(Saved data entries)
◆ ◆ ◆ ◆ ◆ ◆ ◆
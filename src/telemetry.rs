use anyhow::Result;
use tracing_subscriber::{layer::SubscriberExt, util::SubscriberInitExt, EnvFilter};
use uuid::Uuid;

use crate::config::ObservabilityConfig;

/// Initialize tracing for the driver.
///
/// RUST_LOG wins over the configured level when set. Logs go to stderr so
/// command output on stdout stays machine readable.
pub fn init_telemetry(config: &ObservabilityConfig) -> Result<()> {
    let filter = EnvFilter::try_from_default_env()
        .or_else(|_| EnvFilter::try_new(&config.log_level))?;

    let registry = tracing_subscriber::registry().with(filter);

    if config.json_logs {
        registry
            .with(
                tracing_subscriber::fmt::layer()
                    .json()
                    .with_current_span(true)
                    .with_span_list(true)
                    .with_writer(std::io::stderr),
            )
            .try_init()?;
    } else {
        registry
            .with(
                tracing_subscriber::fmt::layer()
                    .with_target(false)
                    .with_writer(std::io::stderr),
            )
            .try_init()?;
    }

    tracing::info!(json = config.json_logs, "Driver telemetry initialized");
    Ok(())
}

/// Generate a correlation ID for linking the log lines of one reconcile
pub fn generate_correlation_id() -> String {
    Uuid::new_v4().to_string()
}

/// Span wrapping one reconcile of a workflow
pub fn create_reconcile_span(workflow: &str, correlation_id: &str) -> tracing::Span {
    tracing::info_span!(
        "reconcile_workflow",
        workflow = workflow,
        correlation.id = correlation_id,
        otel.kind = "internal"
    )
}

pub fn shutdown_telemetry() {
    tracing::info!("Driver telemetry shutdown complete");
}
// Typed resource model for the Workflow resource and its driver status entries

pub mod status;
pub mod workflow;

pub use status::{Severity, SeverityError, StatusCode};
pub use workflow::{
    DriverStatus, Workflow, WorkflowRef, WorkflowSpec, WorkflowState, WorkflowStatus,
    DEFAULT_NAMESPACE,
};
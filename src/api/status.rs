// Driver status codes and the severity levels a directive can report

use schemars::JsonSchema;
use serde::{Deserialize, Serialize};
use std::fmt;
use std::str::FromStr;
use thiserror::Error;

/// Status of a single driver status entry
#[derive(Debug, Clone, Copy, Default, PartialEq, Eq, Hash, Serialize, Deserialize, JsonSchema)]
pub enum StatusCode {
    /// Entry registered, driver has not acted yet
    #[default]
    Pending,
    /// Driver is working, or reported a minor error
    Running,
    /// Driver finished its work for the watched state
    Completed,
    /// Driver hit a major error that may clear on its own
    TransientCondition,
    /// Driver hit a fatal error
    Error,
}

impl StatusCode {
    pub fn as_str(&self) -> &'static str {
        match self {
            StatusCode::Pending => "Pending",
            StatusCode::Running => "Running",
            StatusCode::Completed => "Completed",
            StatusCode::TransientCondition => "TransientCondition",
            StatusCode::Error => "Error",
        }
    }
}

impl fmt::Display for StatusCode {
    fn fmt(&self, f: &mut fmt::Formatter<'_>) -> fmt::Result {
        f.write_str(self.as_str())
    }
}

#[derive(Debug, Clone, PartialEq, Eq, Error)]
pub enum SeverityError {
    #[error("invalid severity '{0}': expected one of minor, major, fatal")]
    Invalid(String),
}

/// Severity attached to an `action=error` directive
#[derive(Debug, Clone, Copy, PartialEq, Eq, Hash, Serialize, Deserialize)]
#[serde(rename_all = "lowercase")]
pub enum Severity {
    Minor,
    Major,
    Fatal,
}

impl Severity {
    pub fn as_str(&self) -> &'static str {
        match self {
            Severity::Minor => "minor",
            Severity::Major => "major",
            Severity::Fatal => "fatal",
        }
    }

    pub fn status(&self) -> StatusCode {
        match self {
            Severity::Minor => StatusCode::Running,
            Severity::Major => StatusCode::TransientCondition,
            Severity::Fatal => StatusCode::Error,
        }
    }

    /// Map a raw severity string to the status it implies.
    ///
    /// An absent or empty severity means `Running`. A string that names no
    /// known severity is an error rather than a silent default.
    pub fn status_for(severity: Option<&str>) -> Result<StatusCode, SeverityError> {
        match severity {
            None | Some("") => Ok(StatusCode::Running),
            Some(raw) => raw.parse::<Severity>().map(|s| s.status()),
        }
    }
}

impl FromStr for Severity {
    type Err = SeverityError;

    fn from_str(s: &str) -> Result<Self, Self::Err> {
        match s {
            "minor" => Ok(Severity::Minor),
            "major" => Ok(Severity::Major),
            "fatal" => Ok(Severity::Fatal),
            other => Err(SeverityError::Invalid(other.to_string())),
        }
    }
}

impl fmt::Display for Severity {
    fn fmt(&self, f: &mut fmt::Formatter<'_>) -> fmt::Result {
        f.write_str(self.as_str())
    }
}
◆ ◆ ◆ ◆ ◆ ◆ ◆
● **Exercise goal**: Your output must be an exact copy of every entry.

● **Answer box**:
filename src/telemetry.rs
use anyhow::Result;
use tracing_subscriber::{layer::SubscriberExt, util::SubscriberInitExt, EnvFilter};
use uuid::Uuid;

use crate::config::ObservabilityConfig;

/// Initialize tracing for the driver.
///
/// RUST_LOG wins over the configured level when set. Logs go to stderr so
/// command output on stdout stays machine readable.
pub fn init_telemetry(config: &ObservabilityConfig) -> Result<()> {
    let filter = EnvFilter::try_from_default_env()
        .or_else(|_| EnvFilter::try_new(&config.log_level))?;

    let registry = tracing_subscriber::registry().with(filter);

    if config.json_logs {
        registry
            .with(
                tracing_subscriber::fmt::layer()
                    .json()
                    .with_current_span(true)
                    .with_span_list(true)
                    .with_writer(std::io::stderr),
            )
            .try_init()?;
    } else {
        registry
            .with(
                tracing_subscriber::fmt::layer()
                    .with_target(false)
                    .with_writer(std::io::stderr),
            )
            .try_init()?;
    }

    tracing::info!(json = config.json_logs, "Driver telemetry initialized");
    Ok(())
}

/// Generate a correlation ID for linking the log lines of one reconcile
pub fn generate_correlation_id() -> String {
    Uuid::new_v4().to_string()
}

/// Span wrapping one reconcile of a workflow
pub fn create_reconcile_span(workflow: &str, correlation_id: &str) -> tracing::Span {
    tracing::info_span!(
        "reconcile_workflow",
        workflow = workflow,
        correlation.id = correlation_id,
        otel.kind = "internal"
    )
}

pub fn shutdown_telemetry() {
    tracing::info!("Driver telemetry shutdown complete");
}
// Typed resource model for the Workflow resource and its driver status entries

pub mod status;
pub mod workflow;

pub use status::{Severity, SeverityError, StatusCode};
pub use workflow::{
    DriverStatus, Workflow, WorkflowRef, WorkflowSpec, WorkflowState, WorkflowStatus,
    DEFAULT_NAMESPACE,
};
filename src/api/status.rs
// Driver status codes and the severity levels a directive can report

use schemars::JsonSchema;
use serde::{Deserialize, Serialize};
use std::fmt;
use std::str::FromStr;
use thiserror::Error;

/// Status of a single driver status entry
#[derive(Debug, Clone, Copy, Default, PartialEq, Eq, Hash, Serialize, Deserialize, JsonSchema)]
pub enum StatusCode {
    /// Entry registered, driver has not acted yet
    #[default]
    Pending,
    /// Driver is working, or reported a minor error
    Running,
    /// Driver finished its work for the watched state
    Completed,
    /// Driver hit a major error that may clear on its own
    TransientCondition,
    /// Driver hit a fatal error
    Error,
}

impl StatusCode {
    pub fn as_str(&self) -> &'static str {
        match self {
            StatusCode::Pending => "Pending",
            StatusCode::Running => "Running",
            StatusCode::Completed => "Completed",
            StatusCode::TransientCondition => "TransientCondition",
            StatusCode::Error => "Error",
        }
    }
}

impl fmt::Display for StatusCode {
    fn fmt(&self, f: &mut fmt::Formatter<'_>) -> fmt::Result {
        f.write_str(self.as_str())
    }
}

#[derive(Debug, Clone, PartialEq, Eq, Error)]
pub enum SeverityError {
    #[error("invalid severity '{0}': expected one of minor, major, fatal")]
    Invalid(String),
}

/// Severity attached to an `action=error` directive
#[derive(Debug, Clone, Copy, PartialEq, Eq, Hash, Serialize, Deserialize)]
#[serde(rename_all = "lowercase")]
pub enum Severity {
    Minor,
    Major,
    Fatal,
}

impl Severity {
    pub fn as_str(&self) -> &'static str {
        match self {
            Severity::Minor => "minor",
            Severity::Major => "major",
            Severity::Fatal => "fatal",
        }
    }

    pub fn status(&self) -> StatusCode {
        match self {
            Severity::Minor => StatusCode::Running,
            Severity::Major => StatusCode::TransientCondition,
            Severity::Fatal => StatusCode::Error,
        }
    }

    /// Map a raw severity string to the status it implies.
    ///
    /// An absent or empty severity means `Running`. A string that names no
    /// known severity is an error rather than a silent default.
    pub fn status_for(severity: Option<&str>) -> Result<StatusCode, SeverityError> {
        match severity {
            None | Some("") => Ok(StatusCode::Running),
            Some(raw) => raw.parse::<Severity>().map(|s| s.status()),
        }
    }
}

impl FromStr for Severity {
    type Err = SeverityError;

    fn from_str(s: &str) -> Result<Self, Self::Err> {
        match s {
            "minor" => Ok(Severity::Minor),
            "major" => Ok(Severity::Major),
            "fatal" => Ok(Severity::Fatal),
            other => Err(SeverityError::Invalid(other.to_string())),
        }
    }
}

impl fmt::Display for Severity {
    fn fmt(&self, f: &mut fmt::Formatter<'_>) -> fmt::Result {
        f.write_str(self.as_str())
    }
}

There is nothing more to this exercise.